WHAT TO PRODUCE =>
Note each line of the listing that contains the string "Some", and copy it.

----------

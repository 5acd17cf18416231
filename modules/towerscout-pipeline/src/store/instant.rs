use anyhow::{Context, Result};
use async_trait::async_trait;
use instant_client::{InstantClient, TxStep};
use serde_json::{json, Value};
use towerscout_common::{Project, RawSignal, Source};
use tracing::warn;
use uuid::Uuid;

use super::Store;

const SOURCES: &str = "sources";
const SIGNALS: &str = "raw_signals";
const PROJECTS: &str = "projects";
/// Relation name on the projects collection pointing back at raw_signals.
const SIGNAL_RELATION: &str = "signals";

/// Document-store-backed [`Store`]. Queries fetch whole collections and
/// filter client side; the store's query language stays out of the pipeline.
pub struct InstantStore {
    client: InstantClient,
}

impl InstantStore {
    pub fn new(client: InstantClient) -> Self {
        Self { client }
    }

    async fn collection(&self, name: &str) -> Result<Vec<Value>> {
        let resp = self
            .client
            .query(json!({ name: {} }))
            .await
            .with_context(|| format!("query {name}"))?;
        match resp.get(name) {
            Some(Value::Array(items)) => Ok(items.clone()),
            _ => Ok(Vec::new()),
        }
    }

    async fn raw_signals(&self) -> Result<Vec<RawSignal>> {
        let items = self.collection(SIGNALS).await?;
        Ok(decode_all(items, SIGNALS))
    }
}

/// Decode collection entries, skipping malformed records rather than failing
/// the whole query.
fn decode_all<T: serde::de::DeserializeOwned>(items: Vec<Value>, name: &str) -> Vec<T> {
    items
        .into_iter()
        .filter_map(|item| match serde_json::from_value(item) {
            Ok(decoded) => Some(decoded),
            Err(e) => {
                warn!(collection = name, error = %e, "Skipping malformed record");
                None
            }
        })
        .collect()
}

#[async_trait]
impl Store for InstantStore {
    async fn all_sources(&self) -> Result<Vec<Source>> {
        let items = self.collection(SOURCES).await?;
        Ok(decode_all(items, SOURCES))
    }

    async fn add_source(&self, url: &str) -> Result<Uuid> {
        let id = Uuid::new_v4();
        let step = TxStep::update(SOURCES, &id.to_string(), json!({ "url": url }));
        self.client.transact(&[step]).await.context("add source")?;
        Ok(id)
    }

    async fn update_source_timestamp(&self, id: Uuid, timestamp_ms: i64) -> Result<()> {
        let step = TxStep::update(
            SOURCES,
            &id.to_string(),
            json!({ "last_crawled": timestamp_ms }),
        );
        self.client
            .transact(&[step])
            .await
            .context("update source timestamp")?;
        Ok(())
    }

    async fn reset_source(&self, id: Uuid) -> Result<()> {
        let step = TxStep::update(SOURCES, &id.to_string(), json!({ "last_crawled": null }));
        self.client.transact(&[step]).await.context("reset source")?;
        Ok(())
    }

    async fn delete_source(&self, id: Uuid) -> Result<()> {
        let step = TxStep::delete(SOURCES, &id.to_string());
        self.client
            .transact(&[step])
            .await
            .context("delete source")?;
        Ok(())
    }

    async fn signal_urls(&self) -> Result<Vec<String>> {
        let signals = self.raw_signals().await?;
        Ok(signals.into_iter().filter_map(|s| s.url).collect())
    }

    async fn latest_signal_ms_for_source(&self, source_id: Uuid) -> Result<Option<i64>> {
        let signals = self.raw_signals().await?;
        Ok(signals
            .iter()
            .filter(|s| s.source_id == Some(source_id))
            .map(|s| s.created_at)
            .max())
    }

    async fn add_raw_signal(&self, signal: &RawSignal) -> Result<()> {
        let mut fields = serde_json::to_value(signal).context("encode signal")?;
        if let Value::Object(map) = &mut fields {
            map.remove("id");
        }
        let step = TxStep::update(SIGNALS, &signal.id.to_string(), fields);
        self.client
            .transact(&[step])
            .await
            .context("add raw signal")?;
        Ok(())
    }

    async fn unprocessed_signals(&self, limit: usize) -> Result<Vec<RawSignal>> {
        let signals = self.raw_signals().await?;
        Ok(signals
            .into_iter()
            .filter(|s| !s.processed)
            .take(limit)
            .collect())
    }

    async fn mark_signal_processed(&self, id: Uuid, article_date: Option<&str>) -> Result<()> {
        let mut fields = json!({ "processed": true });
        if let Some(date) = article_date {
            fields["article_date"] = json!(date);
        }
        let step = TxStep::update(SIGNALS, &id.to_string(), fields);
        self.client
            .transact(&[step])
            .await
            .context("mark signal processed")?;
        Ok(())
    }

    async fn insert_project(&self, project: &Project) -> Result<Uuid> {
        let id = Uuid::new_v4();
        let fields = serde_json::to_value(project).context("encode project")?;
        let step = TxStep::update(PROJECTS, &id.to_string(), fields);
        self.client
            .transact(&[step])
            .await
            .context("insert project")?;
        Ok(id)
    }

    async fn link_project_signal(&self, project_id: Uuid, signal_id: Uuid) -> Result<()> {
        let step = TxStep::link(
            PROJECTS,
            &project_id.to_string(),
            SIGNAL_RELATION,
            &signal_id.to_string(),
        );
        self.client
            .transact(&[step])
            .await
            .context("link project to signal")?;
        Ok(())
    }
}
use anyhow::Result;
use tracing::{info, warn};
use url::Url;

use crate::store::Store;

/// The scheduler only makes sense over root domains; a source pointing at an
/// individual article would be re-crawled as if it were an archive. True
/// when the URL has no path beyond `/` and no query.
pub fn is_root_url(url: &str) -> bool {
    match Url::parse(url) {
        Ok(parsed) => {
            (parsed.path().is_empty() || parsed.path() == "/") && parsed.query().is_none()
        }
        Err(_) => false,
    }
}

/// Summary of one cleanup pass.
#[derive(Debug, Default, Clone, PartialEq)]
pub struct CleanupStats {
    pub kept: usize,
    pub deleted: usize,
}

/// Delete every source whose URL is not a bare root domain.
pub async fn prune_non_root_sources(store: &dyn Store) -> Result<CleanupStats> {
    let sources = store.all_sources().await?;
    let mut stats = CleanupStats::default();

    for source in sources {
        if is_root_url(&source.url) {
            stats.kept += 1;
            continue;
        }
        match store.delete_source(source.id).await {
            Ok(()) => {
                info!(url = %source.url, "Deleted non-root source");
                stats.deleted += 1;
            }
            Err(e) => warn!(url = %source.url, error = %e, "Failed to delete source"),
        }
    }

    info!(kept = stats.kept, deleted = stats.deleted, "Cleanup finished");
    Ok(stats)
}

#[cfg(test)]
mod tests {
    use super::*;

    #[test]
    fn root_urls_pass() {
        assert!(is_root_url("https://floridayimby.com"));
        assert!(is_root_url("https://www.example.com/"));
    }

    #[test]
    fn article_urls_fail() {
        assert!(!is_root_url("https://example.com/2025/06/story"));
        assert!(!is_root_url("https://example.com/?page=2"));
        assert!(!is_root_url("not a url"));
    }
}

----------

REPLY TO THE TASK =>
            Some(Value::Array(items)) => Ok(items.clone()),
            Ok(decoded) => Some(decoded),
            .filter(|s| s.source_id == Some(source_id))
        if let Some(date) = article_date {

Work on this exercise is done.